Can you imagine? Proud samurai Oni of the Five Storms, reduced to babysitting. Such tales of glory and fortune he must have had.

Wretched though he was, he was in our way. And he was mounted on a gorgon because of course he was, which also made him dangerous. We went for a reprise of yesterday’s trick: Qatana cast her spell, I walled them off behind a barrier of ice (because they can’t fly), and we let them beat each other to death while we took pot shots with arrows and bombs.

His living quarters was the height of elegance with its lice-infested bed and living, wall-to-wall carpet of beetles. I swear I am not making that last one up. What was even keeping them there? This place keeps challenging my notion of “the worst thing I have ever seen”. Repeatedly. It is not supposed to be a competition.

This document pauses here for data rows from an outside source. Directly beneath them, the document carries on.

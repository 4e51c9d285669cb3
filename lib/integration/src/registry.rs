//! In-memory source of truth for integration configuration.
//!
//! All mutation of a record goes through the registry's accessor methods,
//! which serialize writes behind a single lock. Readers get cloned
//! snapshots and never observe a record mid-update.

use chrono::{DateTime, Utc};
use cobalt_courier_core::IntegrationId;
use std::collections::HashMap;
use std::sync::{Arc, RwLock};

use crate::config::{
    CredentialEnvelope, HealthState, IntegrationConfig, IntegrationKind, IntegrationStatus,
    RegistrationRequest,
};
use crate::error::{RegistryError, ValidationError};

/// Registry of all configured integrations.
#[derive(Debug, Default)]
pub struct IntegrationRegistry {
    records: Arc<RwLock<HashMap<IntegrationId, IntegrationConfig>>>,
}

impl IntegrationRegistry {
    /// Creates an empty registry.
    #[must_use]
    pub fn new() -> Self {
        Self::default()
    }

    /// Registers a new integration.
    ///
    /// Validates the request and builds the configuration record with the
    /// supplied credential envelope. The plaintext credential from the
    /// request is not stored.
    ///
    /// # Errors
    ///
    /// Returns a validation error for an unknown kind, missing fields, or
    /// zero-valued limits.
    pub fn register(
        &self,
        request: &RegistrationRequest,
        credential: CredentialEnvelope,
    ) -> Result<IntegrationConfig, RegistryError> {
        let kind = validate(request)?;
        let now = Utc::now();

        let config = IntegrationConfig {
            id: IntegrationId::new(),
            name: request.name.clone(),
            kind,
            provider: request.provider.clone(),
            status: IntegrationStatus::Active,
            credential,
            endpoints: request.endpoints.clone(),
            rate_limits: request.rate_limits,
            last_sync: None,
            last_attempt_at: None,
            sync_frequency_minutes: request.sync_frequency_minutes,
            health: HealthState::default(),
            last_error: None,
            consecutive_failures: 0,
            created_at: now,
            updated_at: now,
        };

        let mut records = self.records.write().unwrap();
        records.insert(config.id, config.clone());
        Ok(config)
    }

    /// Inserts an already-validated record, preserving its id and state.
    ///
    /// Used when reloading persisted integrations at startup.
    pub fn restore(&self, config: IntegrationConfig) {
        let mut records = self.records.write().unwrap();
        records.insert(config.id, config);
    }

    /// Returns a snapshot of one integration.
    ///
    /// # Errors
    ///
    /// Returns `NotFound` if the id is not registered.
    pub fn get(&self, id: IntegrationId) -> Result<IntegrationConfig, RegistryError> {
        let records = self.records.read().unwrap();
        records
            .get(&id)
            .cloned()
            .ok_or(RegistryError::NotFound { id })
    }

    /// Returns snapshots of all integrations, oldest registration first.
    #[must_use]
    pub fn list(&self) -> Vec<IntegrationConfig> {
        let records = self.records.read().unwrap();
        let mut all: Vec<_> = records.values().cloned().collect();
        all.sort_by_key(|config| config.id.as_ulid());
        all
    }

    /// Updates the lifecycle status of an integration.
    pub fn update_status(
        &self,
        id: IntegrationId,
        status: IntegrationStatus,
    ) -> Result<(), RegistryError> {
        self.mutate(id, |config| {
            config.status = status;
        })
    }

    /// Updates the health fields of an integration.
    ///
    /// Only the health monitor calls this; sync outcomes never touch
    /// health state.
    pub fn update_health(&self, id: IntegrationId, health: HealthState) -> Result<(), RegistryError> {
        self.mutate(id, |config| {
            config.health = health;
        })
    }

    /// Advances the last-sync timestamp.
    ///
    /// `last_sync` never moves backwards: a timestamp older than the
    /// current value leaves the record unchanged.
    pub fn update_last_sync(
        &self,
        id: IntegrationId,
        timestamp: DateTime<Utc>,
    ) -> Result<(), RegistryError> {
        self.mutate(id, |config| {
            if config.last_sync.is_none_or(|current| timestamp > current) {
                config.last_sync = Some(timestamp);
            }
        })
    }

    /// Records a successful sync: advances `last_sync`, reactivates the
    /// integration, and clears the failure counter.
    pub fn mark_synced(
        &self,
        id: IntegrationId,
        timestamp: DateTime<Utc>,
    ) -> Result<(), RegistryError> {
        self.mutate(id, |config| {
            if config.last_sync.is_none_or(|current| timestamp > current) {
                config.last_sync = Some(timestamp);
            }
            config.last_attempt_at = Some(timestamp);
            config.status = IntegrationStatus::Active;
            config.consecutive_failures = 0;
            config.last_error = None;
        })
    }

    /// Records a failed sync: bumps the failure counter, stores a short
    /// error summary, and moves the integration to error status.
    pub fn record_failure(&self, id: IntegrationId, summary: &str) -> Result<(), RegistryError> {
        self.mutate(id, |config| {
            config.status = IntegrationStatus::Error;
            config.last_attempt_at = Some(Utc::now());
            config.consecutive_failures = config.consecutive_failures.saturating_add(1);
            config.last_error = Some(summary.to_string());
        })
    }

    fn mutate(
        &self,
        id: IntegrationId,
        apply: impl FnOnce(&mut IntegrationConfig),
    ) -> Result<(), RegistryError> {
        let mut records = self.records.write().unwrap();
        let config = records.get_mut(&id).ok_or(RegistryError::NotFound { id })?;
        apply(config);
        config.updated_at = Utc::now();
        Ok(())
    }
}

impl Clone for IntegrationRegistry {
    fn clone(&self) -> Self {
        Self {
            records: Arc::clone(&self.records),
        }
    }
}

fn validate(request: &RegistrationRequest) -> Result<IntegrationKind, ValidationError> {
    if request.name.trim().is_empty() {
        return Err(ValidationError::MissingField { field: "name" });
    }
    if request.provider.trim().is_empty() {
        return Err(ValidationError::MissingField { field: "provider" });
    }
    let kind: IntegrationKind = request.kind.parse()?;
    if request.endpoints.is_empty() {
        return Err(ValidationError::NoEndpoints);
    }
    if request.sync_frequency_minutes == 0 {
        return Err(ValidationError::ZeroSyncFrequency);
    }
    if request.rate_limits.requests_per_minute == 0 {
        return Err(ValidationError::ZeroRateLimit);
    }
    Ok(kind)
}

#[cfg(test)]
mod tests {
    use super::*;
    use crate::config::{HealthStatus, RateLimits};
    use chrono::Duration;

    fn request(kind: &str) -> RegistrationRequest {
        RegistrationRequest {
            name: "Sales CRM".to_string(),
            kind: kind.to_string(),
            provider: "salesforce".to_string(),
            credentials: b"token".to_vec(),
            endpoints: vec!["https://api.example.com".to_string()],
            rate_limits: RateLimits::default(),
            sync_frequency_minutes: 15,
        }
    }

    fn envelope() -> CredentialEnvelope {
        CredentialEnvelope {
            cipher: "v1:AAAA:BBBB".to_string(),
            key_id: "primary".to_string(),
        }
    }

    #[test]
    fn register_valid_integration() {
        let registry = IntegrationRegistry::new();
        let config = registry
            .register(&request("crm"), envelope())
            .expect("should register");

        assert_eq!(config.kind, IntegrationKind::Crm);
        assert_eq!(config.status, IntegrationStatus::Active);
        assert_eq!(config.health.status, HealthStatus::Unknown);
        assert!(config.last_sync.is_none());

        let fetched = registry.get(config.id).expect("should exist");
        assert_eq!(fetched.name, "Sales CRM");
    }

    #[test]
    fn register_rejects_unknown_kind() {
        let registry = IntegrationRegistry::new();
        let result = registry.register(&request("blockchain"), envelope());

        match result {
            Err(RegistryError::Validation(ValidationError::UnknownKind { kind })) => {
                assert_eq!(kind, "blockchain");
            }
            other => panic!("expected UnknownKind, got {other:?}"),
        }
    }

    #[test]
    fn register_rejects_empty_name() {
        let registry = IntegrationRegistry::new();
        let mut bad = request("erp");
        bad.name = "   ".to_string();

        let result = registry.register(&bad, envelope());
        assert!(matches!(
            result,
            Err(RegistryError::Validation(ValidationError::MissingField {
                field: "name"
            }))
        ));
    }

    #[test]
    fn register_rejects_zero_frequency() {
        let registry = IntegrationRegistry::new();
        let mut bad = request("marketing");
        bad.sync_frequency_minutes = 0;

        let result = registry.register(&bad, envelope());
        assert!(matches!(
            result,
            Err(RegistryError::Validation(ValidationError::ZeroSyncFrequency))
        ));
    }

    #[test]
    fn get_unknown_id_is_not_found() {
        let registry = IntegrationRegistry::new();
        let result = registry.get(IntegrationId::new());
        assert!(matches!(result, Err(RegistryError::NotFound { .. })));
    }

    #[test]
    fn last_sync_never_moves_backwards() {
        let registry = IntegrationRegistry::new();
        let config = registry
            .register(&request("analytics"), envelope())
            .expect("should register");

        let newer = Utc::now();
        let older = newer - Duration::minutes(10);

        registry
            .update_last_sync(config.id, newer)
            .expect("should update");
        registry
            .update_last_sync(config.id, older)
            .expect("should accept but ignore");

        let fetched = registry.get(config.id).expect("should exist");
        assert_eq!(fetched.last_sync, Some(newer));
    }

    #[test]
    fn failure_and_recovery_cycle() {
        let registry = IntegrationRegistry::new();
        let config = registry
            .register(&request("storage"), envelope())
            .expect("should register");

        registry
            .record_failure(config.id, "connection refused")
            .expect("should record");
        registry
            .record_failure(config.id, "connection refused")
            .expect("should record");

        let failed = registry.get(config.id).expect("should exist");
        assert_eq!(failed.status, IntegrationStatus::Error);
        assert_eq!(failed.consecutive_failures, 2);
        assert_eq!(failed.last_error.as_deref(), Some("connection refused"));

        registry
            .mark_synced(config.id, Utc::now())
            .expect("should mark");

        let recovered = registry.get(config.id).expect("should exist");
        assert_eq!(recovered.status, IntegrationStatus::Active);
        assert_eq!(recovered.consecutive_failures, 0);
        assert!(recovered.last_error.is_none());
        assert!(recovered.last_sync.is_some());
    }

    #[test]
    fn update_health_touches_only_health_fields() {
        let registry = IntegrationRegistry::new();
        let config = registry
            .register(&request("communication"), envelope())
            .expect("should register");

        let health = HealthState {
            last_check: Some(Utc::now()),
            status: HealthStatus::Degraded,
            response_time_ms: Some(1500),
        };
        registry
            .update_health(config.id, health.clone())
            .expect("should update");

        let fetched = registry.get(config.id).expect("should exist");
        assert_eq!(fetched.health, health);
        assert_eq!(fetched.status, IntegrationStatus::Active);
        assert!(fetched.last_sync.is_none());
    }

    #[test]
    fn list_returns_registration_order() {
        let registry = IntegrationRegistry::new();
        let first = registry
            .register(&request("crm"), envelope())
            .expect("should register");
        let second = registry
            .register(&request("erp"), envelope())
            .expect("should register");

        let all = registry.list();
        assert_eq!(all.len(), 2);
        assert_eq!(all[0].id, first.id);
        assert_eq!(all[1].id, second.id);
    }
}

Speaking of “worst thing I have ever seen”, the decor in this hall includes an image of a hobgoblin nursing two snakes. Just in case there was any doubt about that.

(midafternoon)

One down, one to go: we found the bonsai tree, discarded and forgotten in a dark storage room that is leading the race to dilapidation. Like everything else here the tree is barely clinging to life, probably from days or weeks without sunlight. If it wasn’t for the water leaking through the walls and ceiling it probably would have withered and died.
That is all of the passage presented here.